Case in point: We have “taken on” Blue Cross Blue Shield of California’s policy on biologics for moderate-to-severe psoriasis. In order to qualify for biologic treatment, this policy requires that patients have 30% body surface coverage, that they have tried and failed two “traditional” systemic treatments and that they have failed phototherapy. Anyone who understands moderate-to-severe psoriasis knows that this policy basically relegates a patient to suffering for a year or more while s/he tries all these treatments! We have got to get in there and change this thinking. The Foundation is doing this through meetings with insurers, speaking opportunities and challenging particular policies, like Blue Shield’s.

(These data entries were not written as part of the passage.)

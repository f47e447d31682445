// Copyright (c) 2025, The Ruskit Authors
// MIT License
// All rights reserved.

//! # Connection Configuration
//!
//! The connection record handed to a session by whatever loads the
//! application configuration. It can be deserialized from any serde source,
//! built in code, or read from `RABBITMQ_*` environment variables.
//!
//! Validation happens once, when the URL is built:
//! `<protocol>://[<user>:<password>@]<hostname>[:<port>]`.

use crate::errors::AmqpError;
use serde::Deserialize;
use std::{env, fmt};
use tracing::warn;

/// Scheme used when the configuration does not name one
pub const DEFAULT_PROTOCOL: &str = "amqp";

pub const ENV_USER: &str = "RABBITMQ_USER";
pub const ENV_PASSWORD: &str = "RABBITMQ_PASSWORD";
pub const ENV_HOSTNAME: &str = "RABBITMQ_HOSTNAME";
pub const ENV_PORT: &str = "RABBITMQ_PORT";
pub const ENV_PROTOCOL: &str = "RABBITMQ_PROTOCOL";
pub const ENV_CONNECTION_NAME: &str = "RABBITMQ_CONNECTION_NAME";

/// RabbitMQ connection settings.
///
/// Every field is optional at the type level so that a partially filled
/// record can be loaded and then rejected with a precise
/// [`AmqpError::ConfigurationError`]. Empty strings count as absent.
#[derive(Clone, Default, Deserialize, PartialEq, Eq)]
#[serde(default)]
pub struct RabbitConfig {
    pub user: Option<String>,
    pub password: Option<String>,
    pub hostname: Option<String>,
    pub port: Option<u16>,
    pub protocol: Option<String>,
    /// Name announced to the broker for this connection
    pub connection_name: Option<String>,
}

impl RabbitConfig {
    /// Creates a configuration for an anonymous connection to `hostname:port`.
    pub fn new(hostname: &str, port: u16) -> RabbitConfig {
        RabbitConfig {
            hostname: Some(hostname.to_owned()),
            port: Some(port),
            ..RabbitConfig::default()
        }
    }

    /// Sets both halves of the credentials.
    pub fn credentials(mut self, user: &str, password: &str) -> Self {
        self.user = Some(user.to_owned());
        self.password = Some(password.to_owned());
        self
    }

    pub fn protocol(mut self, protocol: &str) -> Self {
        self.protocol = Some(protocol.to_owned());
        self
    }

    pub fn connection_name(mut self, name: &str) -> Self {
        self.connection_name = Some(name.to_owned());
        self
    }

    /// Loads the configuration from the `RABBITMQ_*` environment variables.
    ///
    /// Nothing is validated here; an unparsable port is reported and treated
    /// as absent so that [`RabbitConfig::connection_uri`] rejects it.
    pub fn from_env() -> Self {
        RabbitConfig {
            user: env::var(ENV_USER).ok(),
            password: env::var(ENV_PASSWORD).ok(),
            hostname: env::var(ENV_HOSTNAME).ok(),
            port: parse_port(ENV_PORT),
            protocol: env::var(ENV_PROTOCOL).ok(),
            connection_name: env::var(ENV_CONNECTION_NAME).ok(),
        }
    }

    /// Validates the configuration and builds the connection URL.
    ///
    /// # Returns
    /// The exact URL handed to the transport, or a `ConfigurationError` when
    /// the hostname or port is missing, or when only one of user/password is set.
    pub fn connection_uri(&self) -> Result<String, AmqpError> {
        self.build_uri(false)
    }

    /// Same URL as [`RabbitConfig::connection_uri`] with the password masked, for logs.
    pub fn redacted_uri(&self) -> Result<String, AmqpError> {
        self.build_uri(true)
    }

    fn build_uri(&self, redact: bool) -> Result<String, AmqpError> {
        let credentials = match (present(&self.user), present(&self.password)) {
            (Some(user), Some(_)) if redact => format!("{}:***@", user),
            (Some(user), Some(password)) => format!("{}:{}@", user, password),
            (None, None) => String::new(),
            (Some(_), None) => return Err(missing("password")),
            (None, Some(_)) => return Err(missing("user")),
        };

        let hostname = present(&self.hostname).ok_or_else(|| missing("hostname"))?;

        let port = match self.port {
            Some(port) if port > 0 => port,
            _ => return Err(missing("port")),
        };

        let protocol = present(&self.protocol).unwrap_or(DEFAULT_PROTOCOL);

        Ok(format!(
            "{}://{}{}:{}",
            protocol, credentials, hostname, port
        ))
    }
}

impl fmt::Debug for RabbitConfig {
    fn fmt(&self, f: &mut fmt::Formatter<'_>) -> fmt::Result {
        f.debug_struct("RabbitConfig")
            .field("user", &self.user)
            .field("password", &self.password.as_ref().map(|_| "***"))
            .field("hostname", &self.hostname)
            .field("port", &self.port)
            .field("protocol", &self.protocol)
            .field("connection_name", &self.connection_name)
            .finish()
    }
}

fn present(value: &Option<String>) -> Option<&str> {
    value.as_deref().filter(|v| !v.is_empty())
}

fn missing(field: &str) -> AmqpError {
    AmqpError::ConfigurationError(format!("missing RabbitMQ {}", field))
}

fn parse_port(name: &str) -> Option<u16> {
    let raw = env::var(name).ok()?;

    match raw.trim().parse::<u16>() {
        Ok(port) => Some(port),
        Err(_) => {
            warn!(env_var = name, value = %raw, "invalid port, ignoring");
            None
        }
    }
}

At the same time, as you cite in your question, there are those who are uninsured. These are difficult situations. There are programs set up to assist uninsured patients and we direct people to these resources. Some of these are private foundations offering financial assistance to those who could not otherwise afford medications. There are also state-sponsored programs to assist the uninsured. One of the private foundations has a specific sub-program dedicated to chronic plaque psoriasis. Usually, eligibility for these programs is based on certain criteria, so the person applying will have to go through a process to determine if s/he qualifies. There may be some effort involved to get through the system, but there are options that work. The National Psoriasis Foundation is happy to provide information on these patient assistance programs — just write [email protected] or call 1-800-723-9166 and ask for Patient Education.

 

ED:  Do dermatologists play a role in advocating for psoriasis research and equal access to psoriasis medicines? 

Rittenberg:  Dermatologists play a very important role advocating for psoriasis! Sometimes I think that this community is unaware of the very devoted, very passionate leaders we have in dermatology who tirelessly advocate for the disease. They may be working on improving the science of the disease or the tracking of patients so that there is a body of knowledge informing decisions by policy makers. They may be fighting to change insurance coverage decisions for their patients. We know many doctors who regularly send letters to insurers, the attorney general and others in their communities to advocate on behalf of their patients. There are also some 20 dermatologists and rheumatologists who volunteer for the National Psoriasis Foundation Medical Board, providing guidance and leadership to the Psoriasis Foundation on all medical issues relative to the psoriasis and psoriatic arthritis patient community (see http://www.psoriasis.org/aboutus/inside/medical_board.php for a listing). These medical leaders also spend countless time educating other physicians on new treatments, new science and new perspectives on psoriasis.

As with any discipline, there are doctors who are more active, and those who are less involved. It is all of our responsibility to bring the challenges of psoriasis to our doctors and ask for their commitment to get involved. As a patient, you might ask the question of your physician: “Can you represent me?” or “Can you help break down the myths about psoriasis?” There are several outlets for doctors through which they can take a step forward on behalf of patients — getting involved with the National Psoriasis Foundation advocacy efforts, speaking out at their state dermatology society meetings, or becoming active in the American Academy of Dermatology are some examples.

 

ED:  Thank you, Sheila.  I know I speak for all us when I say we are grateful for the work you and the Foundation do.